May. 15th, 2017

legendarytobes: (writing - obey the muse by atellix)
I've got an agent and an editor pitch meeting set up. You get one of each so I figured why not?

I was actually excited because the agent and editor I had wanted still had slots. It's probably cause they both do urban fantasy and paranormal and those in actual press are considered slow markets so people aren't writing them as much.
legendarytobes: (whiskey by ladydreamer)
Ugh that makes me feel so bad just typing that.

However, that was due the Friday before my birthday. That next day was the day Katie broke my computer. That said, I hadn't slept since Tuesday because of some family crises from Katie calling and being suicidal over her job changing her assignment (not quite demoting her but basically because of moving her to a more dangerous office), and so we'd had three nights in a row of panicked calls from her and going over to her apartment.

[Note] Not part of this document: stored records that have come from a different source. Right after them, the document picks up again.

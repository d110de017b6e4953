#[cfg(not(target_arch = "wasm32"))]
use galleria::cli;

#[cfg(not(target_arch = "wasm32"))]
fn main() {
    env_logger::init();
    if let Err(e) = cli::run() {
        eprintln!("Error: {}", e);
        std::process::exit(1);
    }
}

#[cfg(target_arch = "wasm32")]
fn main() {}
//! Texture upload and per-texture bind groups.

use crate::assets::ImageData;

/// One uploaded image plus the bind group the quad pipeline samples it with.
pub struct GpuTexture {
    #[allow(dead_code)]
    texture: wgpu::Texture,
    pub bind_group: wgpu::BindGroup,
}

/// Layout shared by every quad draw: texture + sampler.
pub fn create_texture_bind_group_layout(device: &wgpu::Device) -> wgpu::BindGroupLayout {
    device.create_bind_group_layout(&wgpu::BindGroupLayoutDescriptor {
        entries: &[
            wgpu::BindGroupLayoutEntry {
                binding: 0,
                visibility: wgpu::ShaderStages::FRAGMENT,
                ty: wgpu::BindingType::Texture {
                    sample_type: wgpu::TextureSampleType::Float { filterable: true },
                    view_dimension: wgpu::TextureViewDimension::D2,
                    multisampled: false,
                },
                count: None,
            },
            wgpu::BindGroupLayoutEntry {
                binding: 1,
                visibility: wgpu::ShaderStages::FRAGMENT,
                ty: wgpu::BindingType::Sampler(wgpu::SamplerBindingType::Filtering),
                count: None,
            },
        ],
        label: Some("texture_bind_group_layout"),
    })
}

pub fn create_sampler(device: &wgpu::Device) -> wgpu::Sampler {
    device.create_sampler(&wgpu::SamplerDescriptor {
        label: Some("Surface Sampler"),
        address_mode_u: wgpu::AddressMode::ClampToEdge,
        address_mode_v: wgpu::AddressMode::ClampToEdge,
        address_mode_w: wgpu::AddressMode::ClampToEdge,
        mag_filter: wgpu::FilterMode::Linear,
        min_filter: wgpu::FilterMode::Linear,
        mipmap_filter: wgpu::FilterMode::Linear,
        ..Default::default()
    })
}

/// Upload RGBA8 pixels and wrap them with a ready-to-bind group.
pub fn upload(
    device: &wgpu::Device,
    queue: &wgpu::Queue,
    layout: &wgpu::BindGroupLayout,
    sampler: &wgpu::Sampler,
    data: &ImageData,
    label: &str,
) -> GpuTexture {
    let size = wgpu::Extent3d {
        width: data.width.max(1),
        height: data.height.max(1),
        depth_or_array_layers: 1,
    };
    let texture = device.create_texture(&wgpu::TextureDescriptor {
        label: Some(label),
        size,
        mip_level_count: 1,
        sample_count: 1,
        dimension: wgpu::TextureDimension::D2,
        format: wgpu::TextureFormat::Rgba8UnormSrgb,
        usage: wgpu::TextureUsages::TEXTURE_BINDING | wgpu::TextureUsages::COPY_DST,
        view_formats: &[],
    });
    queue.write_texture(
        wgpu::ImageCopyTexture {
            texture: &texture,
            mip_level: 0,
            origin: wgpu::Origin3d::ZERO,
            aspect: wgpu::TextureAspect::All,
        },
        &data.pixels,
        wgpu::ImageDataLayout {
            offset: 0,
            bytes_per_row: Some(4 * size.width),
            rows_per_image: Some(size.height),
        },
        size,
    );
    let view = texture.create_view(&wgpu::TextureViewDescriptor::default());
    let bind_group = device.create_bind_group(&wgpu::BindGroupDescriptor {
        layout,
        entries: &[
            wgpu::BindGroupEntry {
                binding: 0,
                resource: wgpu::BindingResource::TextureView(&view),
            },
            wgpu::BindGroupEntry {
                binding: 1,
                resource: wgpu::BindingResource::Sampler(sampler),
            },
        ],
        label: Some(label),
    });
    GpuTexture { texture, bind_group }
}
use bytemuck::{Pod, Zeroable};
use std::f32::consts::PI;

#[repr(C)]
#[derive(Copy, Clone, Debug, Pod, Zeroable)]
pub struct Vertex {
    pub position: [f32; 3],
    pub uv: [f32; 2],
}

impl Vertex {
    const fn new(pos: [f32; 3], uv: [f32; 2]) -> Self {
        Self { position: pos, uv }
    }

    pub fn desc<'a>() -> wgpu::VertexBufferLayout<'a> {
        wgpu::VertexBufferLayout {
            array_stride: std::mem::size_of::<Vertex>() as wgpu::BufferAddress,
            step_mode: wgpu::VertexStepMode::Vertex,
            attributes: &[
                wgpu::VertexAttribute {
                    offset: 0,
                    shader_location: 0,
                    format: wgpu::VertexFormat::Float32x3,
                },
                wgpu::VertexAttribute {
                    offset: 12, // [f32; 3] is 12 bytes
                    shader_location: 1,
                    format: wgpu::VertexFormat::Float32x2,
                },
            ],
        }
    }
}

#[repr(C)]
#[derive(Copy, Clone, Debug, Pod, Zeroable)]
pub struct LineVertex {
    pub position: [f32; 3],
}

impl LineVertex {
    pub const fn new(pos: [f32; 3]) -> Self {
        Self { position: pos }
    }

    pub fn desc<'a>() -> wgpu::VertexBufferLayout<'a> {
        wgpu::VertexBufferLayout {
            array_stride: std::mem::size_of::<LineVertex>() as wgpu::BufferAddress,
            step_mode: wgpu::VertexStepMode::Vertex,
            attributes: &[wgpu::VertexAttribute {
                offset: 0,
                shader_location: 0,
                format: wgpu::VertexFormat::Float32x3,
            }],
        }
    }
}

/// Unit quad in the XY plane facing +Z, UVs with V pointing down the image.
pub fn create_quad_geometry() -> (Vec<Vertex>, Vec<u16>) {
    let vertices = vec![
        Vertex::new([-0.5, -0.5, 0.0], [0.0, 1.0]),
        Vertex::new([0.5, -0.5, 0.0], [1.0, 1.0]),
        Vertex::new([0.5, 0.5, 0.0], [1.0, 0.0]),
        Vertex::new([-0.5, 0.5, 0.0], [0.0, 0.0]),
    ];
    let indices = vec![0, 1, 2, 2, 3, 0];
    (vertices, indices)
}

fn push_segment(out: &mut Vec<LineVertex>, a: [f32; 3], b: [f32; 3]) {
    out.push(LineVertex::new(a));
    out.push(LineVertex::new(b));
}

/// Latitude/longitude wireframe of a sphere, as a line list.
pub fn sphere_wireframe(radius: f32, rings: u32, segments: u32) -> Vec<LineVertex> {
    let rings = rings.max(2);
    let segments = segments.max(3);
    let mut lines = Vec::new();
    let point = |ring: u32, seg: u32| -> [f32; 3] {
        let phi = ring as f32 / rings as f32 * PI;
        let theta = seg as f32 / segments as f32 * PI * 2.0;
        [
            radius * theta.cos() * phi.sin(),
            radius * phi.cos(),
            radius * theta.sin() * phi.sin(),
        ]
    };
    for ring in 1..rings {
        for seg in 0..segments {
            push_segment(&mut lines, point(ring, seg), point(ring, seg + 1));
        }
    }
    for seg in 0..segments {
        for ring in 0..rings {
            push_segment(&mut lines, point(ring, seg), point(ring + 1, seg));
        }
    }
    lines
}

/// Flat square grid in the XZ plane, `divisions` cells per side.
pub fn grid_lines(extent: f32, divisions: u32) -> Vec<LineVertex> {
    let divisions = divisions.max(1);
    let half = extent / 2.0;
    let mut lines = Vec::new();
    for i in 0..=divisions {
        let t = -half + extent * i as f32 / divisions as f32;
        push_segment(&mut lines, [t, 0.0, -half], [t, 0.0, half]);
        push_segment(&mut lines, [-half, 0.0, t], [half, 0.0, t]);
    }
    lines
}

/// Rectangle outline in the XY plane, used for the highlight border.
pub fn rect_outline(width: f32, height: f32) -> Vec<LineVertex> {
    let (hw, hh) = (width / 2.0, height / 2.0);
    let corners = [
        [-hw, -hh, 0.0],
        [hw, -hh, 0.0],
        [hw, hh, 0.0],
        [-hw, hh, 0.0],
    ];
    let mut lines = Vec::new();
    for i in 0..4 {
        push_segment(&mut lines, corners[i], corners[(i + 1) % 4]);
    }
    lines
}

/// Rectangle outline lying flat in the XZ plane (the wave field boundary).
pub fn flat_rect_outline(width: f32, depth: f32) -> Vec<LineVertex> {
    rect_outline(width, depth)
        .into_iter()
        .map(|v| {
            // Rotate -90 deg around X: (x, y, 0) -> (x, 0, -y)
            LineVertex::new([v.position[0], 0.0, -v.position[1]])
        })
        .collect()
}

/// X/Y/Z axis guide lines from the origin.
pub fn axis_lines(length: f32) -> [Vec<LineVertex>; 3] {
    [
        vec![LineVertex::new([0.0; 3]), LineVertex::new([length, 0.0, 0.0])],
        vec![LineVertex::new([0.0; 3]), LineVertex::new([0.0, length, 0.0])],
        vec![LineVertex::new([0.0; 3]), LineVertex::new([0.0, 0.0, length])],
    ]
}

#[cfg(test)]
mod tests {
    use super::*;

    #[test]
    fn test_quad_geometry() {
        let (vertices, indices) = create_quad_geometry();
        assert_eq!(vertices.len(), 4);
        assert_eq!(indices.len(), 6);
        for v in &vertices {
            assert_eq!(v.position[2], 0.0);
        }
    }

    #[test]
    fn test_sphere_wireframe_on_radius() {
        let lines = sphere_wireframe(3.0, 8, 12);
        assert!(!lines.is_empty());
        assert_eq!(lines.len() % 2, 0);
        for v in &lines {
            let [x, y, z] = v.position;
            let r = (x * x + y * y + z * z).sqrt();
            assert!((r - 3.0).abs() < 1e-4);
        }
    }

    #[test]
    fn test_grid_line_count() {
        let lines = grid_lines(10.0, 4);
        // (divisions + 1) lines in each direction, 2 vertices per line.
        assert_eq!(lines.len(), (4 + 1) * 2 * 2);
    }

    #[test]
    fn test_rect_outline_closed() {
        let lines = rect_outline(2.0, 1.0);
        assert_eq!(lines.len(), 8);
    }
}
//! State store error types.

use crate::core::BoxError;
use thiserror::Error;

/// Errors raised by a [`Store`](super::Store) implementation.
#[derive(Debug, Error)]
pub enum StoreError {
    /// Reading the current state failed
    #[error("failed to load state: {0}")]
    Load(String),

    /// Writing the next state failed; the transition is lost
    #[error("failed to persist state '{key}': {reason}")]
    Persist { key: String, reason: String },

    /// The storage backend reported its own error
    #[error("state store backend error: {0}")]
    Backend(BoxError),
}

impl StoreError {
    /// Wrap a backend error.
    pub fn backend<E>(error: E) -> Self
    where
        E: Into<BoxError>,
    {
        StoreError::Backend(error.into())
    }
}
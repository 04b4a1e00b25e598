//! Signup Wizard
//!
//! This example drives a multi-step form from a persisted state stack.
//!
//! Key concepts:
//! - Loading and persisting state through a store
//! - Dispatching on the current state with `on` + `matches`
//! - Pushing screens and popping back
//! - Carrying form data in the state payload
//!
//! Run with: cargo run --example wizard

use serde::{Deserialize, Serialize};
use waypoint::builder::MachineBuilder;
use waypoint::core::{and, Context, Error, Handler, Middleware, Predicate};
use waypoint::state::{self, MemoryStore, State, StateSource, Step};

#[derive(Debug, Default, Serialize, Deserialize)]
struct Signup {
    email: Option<String>,
    plan: Option<String>,
}

fn input(ctx: &Context) -> &str {
    ctx.value::<String>("input").map(String::as_str).unwrap_or("")
}

fn says(word: &'static str) -> Predicate {
    Predicate::new(move |ctx| input(ctx) == word)
}

fn form(ctx: &Context) -> Result<Signup, Error> {
    match state::current(ctx) {
        Some(s) if !s.payload().is_empty() => s.value(),
        _ => Ok(Signup::default()),
    }
}

/// Push `key` carrying the form updated by `update`.
fn advance(key: &'static str, update: fn(&mut Signup, &str)) -> Handler<Step> {
    state::push(StateSource::computed(move |ctx| {
        let mut signup = form(ctx)?;
        update(&mut signup, input(ctx));
        Ok(Some(State::new(key).with_value(&signup)?))
    }))
    .then(Handler::none())
}

fn main() {
    println!("=== Signup Wizard ===\n");

    let store = MemoryStore::new();
    let machine = MachineBuilder::new()
        .name("signup")
        .initial(State::new("email"))
        .store({
            let store = store.clone();
            move |_| store.clone()
        })
        .build()
        .expect("store factory is set");

    let screens = Middleware::identity()
        .on(says("back"), state::pop().then(Handler::none()))
        .on(
            state::matches("email"),
            advance("plan", |s, input| s.email = Some(input.to_string())),
        )
        .on(
            state::matches("plan"),
            advance("confirm", |s, input| s.plan = Some(input.to_string())),
        )
        .on(
            and([state::matches("confirm"), says("yes")]),
            state::next("done").then(Handler::none()),
        );

    let wizard = Handler::new(|_: &Context| Ok(Step::Stay)).using([machine, screens]);

    for line in ["ada@example.com", "free", "back", "pro", "yes"] {
        let ctx = Context::new().with_value("input", line.to_string());
        match wizard.call(&ctx) {
            Ok(step) => {
                let at = step.target().map(State::key).unwrap_or("(unchanged)");
                println!("  {:<16} -> {}", line, at);
            }
            Err(e) => println!("  {:<16} !! {}", line, e),
        }
    }

    let done = store.current().expect("wizard finished");
    println!("\nFinal state: {}", done);
    println!("Transitions stored: {}", store.log().len());

    println!("\n=== Example Complete ===");
}
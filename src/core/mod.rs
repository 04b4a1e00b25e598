//! Middleware composition engine.
//!
//! This module contains the primitives and the operators over them:
//! - `Context`: immutable, derivable environment passed to every call
//! - `Handler`: terminal action producing an [`Outcome`]
//! - `Middleware`: handler wrapper deciding whether to call through
//! - `Predicate` and `Factory`: call-time decisions over the context
//!
//! The engine is agnostic about the success value a chain produces. It only
//! forwards whatever the innermost call returned, and the first failure
//! unwinds the rest of the chain.

mod context;
mod error;
mod handler;
mod middleware;
mod predicate;

pub use context::Context;
pub use error::{BoxError, Error};
pub use handler::{Handler, Outcome, Output};
pub use middleware::{compose, lazy, optional, Factory, Middleware};
pub use predicate::{and, not, or, Predicate};
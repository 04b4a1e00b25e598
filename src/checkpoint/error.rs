//! Checkpoint error types.

use thiserror::Error;

/// Errors that can occur during checkpoint operations
#[derive(Debug, Error)]
pub enum CheckpointError {
    /// Serialization to JSON or binary format failed
    #[error("Serialization failed: {0}")]
    SerializationFailed(String),

    /// Deserialization from JSON or binary format failed
    #[error("Deserialization failed: {0}")]
    DeserializationFailed(String),

    /// Checkpoint version is not supported by this version
    #[error("Unsupported checkpoint version {found}, supported: {supported}")]
    UnsupportedVersion { found: u32, supported: u32 },
}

It explains how I literally was sitting there reading off my instructor's feedback and rereading the notes I took on her in-person feedback and STILL not translating it to the work. I'm seeing my prof today as well to see if my second draft of the final lab report is hitting the points better and how I can continue to do that, but I was sort of stumped on how I was literally looking at the feedback and checking it off as I went and still misunderstanding it so badly. Since I hadn't slept worth a damn in about 72 hours it makes more sense.

It's not a blame thing. I've been working to set up walls and boundaries and not be around where Katie is, but it does make me feel a little less like a) wow do I just not understand the material and requirements and b) I was probably still somewhat confused but also very exhausted and blotto.
legendarytobes: (Default)
The tutor helped me understand better how to read certain types of graphs for interactions and main effects of ANOVAs.

The professor and I had a long talk about my paper, the family situation at the time, and she was super honest about it and said that she'd been there as far as having asked for extensions before and that I should feel free to come to her if extenuating circumstances are creeping up. She said that I can always ask and I don't have to feel embarrassed to ask for help, and that she knows I'm a hard worker and this one paper doesn't change her opinion of me or make her think I've been phoning in the semester or anything. She also gave me suggestions on how to fix my current paper's discussion so I'm doing that right now so I can have a final beta/friend (not from the class) look it over for grammar and things. I do feel better. I mostly above all things hate letting other people down.

ETA - of course I'm still super nervous about my personnel class because I just don't know where I stand going into the massive final and I feel like I'm triaging anything and can cover everything I need to know about the last four months (yes) by Thursday night. Ugh, I've rarely had a semester where I've felt so out of it.
legendarytobes: (writing gives me strength by me)
 1) Like I said earlier I'm pitching at RWA 2017. I have them at 9:30 am on the 28th of July and 10:50 am on the 28th of July.

2) I'm pitching Tera Cuskaden of Entangled.

3) I'm also pitching Rebecca Strauss of the DeFiore & Company Literary Agency.